But there just wasn't the time. To turn was to expose my back to the Canis, to fight was to die. I needed distance, distance I'd granted Ren but could not grant myself. There would also be no last-minute save here, with everyone else no doubt fighting for their own lives across Magnis. The Ursa swept one paw down and behind it and lashed out with a straight thrust toward me. As it hurtled in, I angled my sword to block it – not to deflect, but to take it full on – and jumped in the air.
If I couldn't propel myself, I'd find someone with the strength to propel me. With my feet no longer grounded, the claw hit me centre-mass, crashing my sword into my breastplate and knocking the air from my lungs. I sailed back, off the wall immediately and through the air, away from the Ancient Grimm. Past the whistling wind and my own agonised cries, I had the sense of mind to curl into a ball.
My impact with the roof of a house was less than kind. I'd expected to crash into it, but I went straight through, bursting through slate and roof beams to crash into the wooden floor of an attic with a cry of pure agony. Something was broken, I knew instantly. But as I forced myself to roll over, I knew it wasn't my neck or back, so it didn't matter.

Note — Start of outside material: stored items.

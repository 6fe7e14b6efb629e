//! Admission gate console.
//!
//! Reads commands from stdin and prints JSON responses. See [`admission_gate::console`].

use admission_core::TicketTypeRegistry;
use admission_core::environment::{Clock, SystemClock};
use admission_core::notify::AdmissionEvent;
use admission_gate::{Console, GateConfig, TracingAuditLog, tickets_from_json_file};
use admission_runtime::metrics::MetricsExporter;
use admission_runtime::{AdmissionEnvironment, BroadcastPublisher, ScanCoordinator};
use admission_testing::InMemoryTicketStore;
use anyhow::Context;
use std::sync::Arc;
use tokio::io::{AsyncBufReadExt, AsyncWriteExt, BufReader};
use tokio::sync::broadcast;
use tracing::{info, warn};
use tracing_subscriber::{layer::SubscriberExt, util::SubscriberInitExt};

#[tokio::main]
async fn main() -> anyhow::Result<()> {
    let _ = dotenvy::dotenv();

    // Initialize tracing
    tracing_subscriber::registry()
        .with(
            tracing_subscriber::EnvFilter::try_from_default_env()
                .unwrap_or_else(|_| "admission=info".into()),
        )
        .with(tracing_subscriber::fmt::layer().with_writer(std::io::stderr))
        .init();

    info!("Starting admission gate");

    // Load configuration
    let config = GateConfig::from_env().context("invalid configuration")?;
    info!(
        policy_file = ?config.policy_file,
        tickets_file = ?config.tickets_file,
        lock_timeout = ?config.coordinator.lock_timeout,
        store_timeout = ?config.coordinator.store_timeout,
        "Configuration loaded"
    );

    let registry = match &config.policy_file {
        Some(path) => TicketTypeRegistry::from_json_file(path)
            .with_context(|| format!("failed to load policies from {}", path.display()))?,
        None => TicketTypeRegistry::builtin(),
    };
    info!(ticket_types = registry.len(), "Ticket type registry ready");

    let clock = Arc::new(SystemClock);
    let store = InMemoryTicketStore::new();
    if let Some(path) = &config.tickets_file {
        let tickets = tickets_from_json_file(path, &registry, clock.now())
            .with_context(|| format!("failed to seed tickets from {}", path.display()))?;
        for ticket in tickets {
            store.insert(ticket);
        }
    }
    info!(tickets = store.len(), "Ticket store seeded");

    let mut metrics = MetricsExporter::new();
    metrics.install().context("failed to install metrics recorder")?;

    let publisher = BroadcastPublisher::new(config.notify_capacity);
    let notifications = tokio::spawn(log_notifications(publisher.subscribe()));

    let env = AdmissionEnvironment::new(
        Arc::new(store),
        Arc::new(registry),
        Arc::new(TracingAuditLog),
        Arc::new(publisher),
        clock,
    );
    let coordinator = ScanCoordinator::new(env, &config.coordinator);
    let console = Console::new(&coordinator, &metrics);

    info!("Gate ready; type `help` for commands");
    let mut lines = BufReader::new(tokio::io::stdin()).lines();
    let mut stdout = tokio::io::stdout();

    loop {
        let line = tokio::select! {
            line = lines.next_line() => line.context("failed to read stdin")?,
            _ = tokio::signal::ctrl_c() => {
                info!("Interrupted");
                break;
            }
        };
        let Some(line) = line else { break };

        let Some(output) = console.execute_line(&line).await else {
            break;
        };
        if !output.is_empty() {
            stdout.write_all(output.as_bytes()).await?;
            stdout.write_all(b"\n").await?;
            stdout.flush().await?;
        }
    }

    // Dropping the coordinator drops the publisher, which closes the channel.
    drop(console);
    drop(coordinator);
    notifications.await.context("notification task failed")?;

    info!("Gate stopped");
    Ok(())
}

async fn log_notifications(mut rx: broadcast::Receiver<AdmissionEvent>) {
    loop {
        match rx.recv().await {
            Ok(event) => {
                let payload = serde_json::to_string(&event).unwrap_or_default();
                info!(
                    target: "admission::notify",
                    event_type = event.event_type(),
                    ticket_id = %event.ticket_id(),
                    %payload,
                    "Admission event"
                );
            }
            Err(broadcast::error::RecvError::Lagged(skipped)) => {
                warn!(skipped, "Notification consumer lagged");
            }
            Err(broadcast::error::RecvError::Closed) => break,
        }
    }
}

Through gritted teeth and pain, I forced myself up, limped to the nearest staircase and tried to descend it. My footing failed, and I rolled down, armour bouncing off each step and the wall as I crashed onto the first floor. Not having the time or energy to stand, I pulled myself to the next staircase and rolled down that, too. I managed to roll into a stumble and a stagger at the bottom, not quite getting on my feet but rather some strange, one foot, one hand and a knee animal-like rush. It brought me to a window and I hurled myself out, smashing through and rolling on the stone floor outside.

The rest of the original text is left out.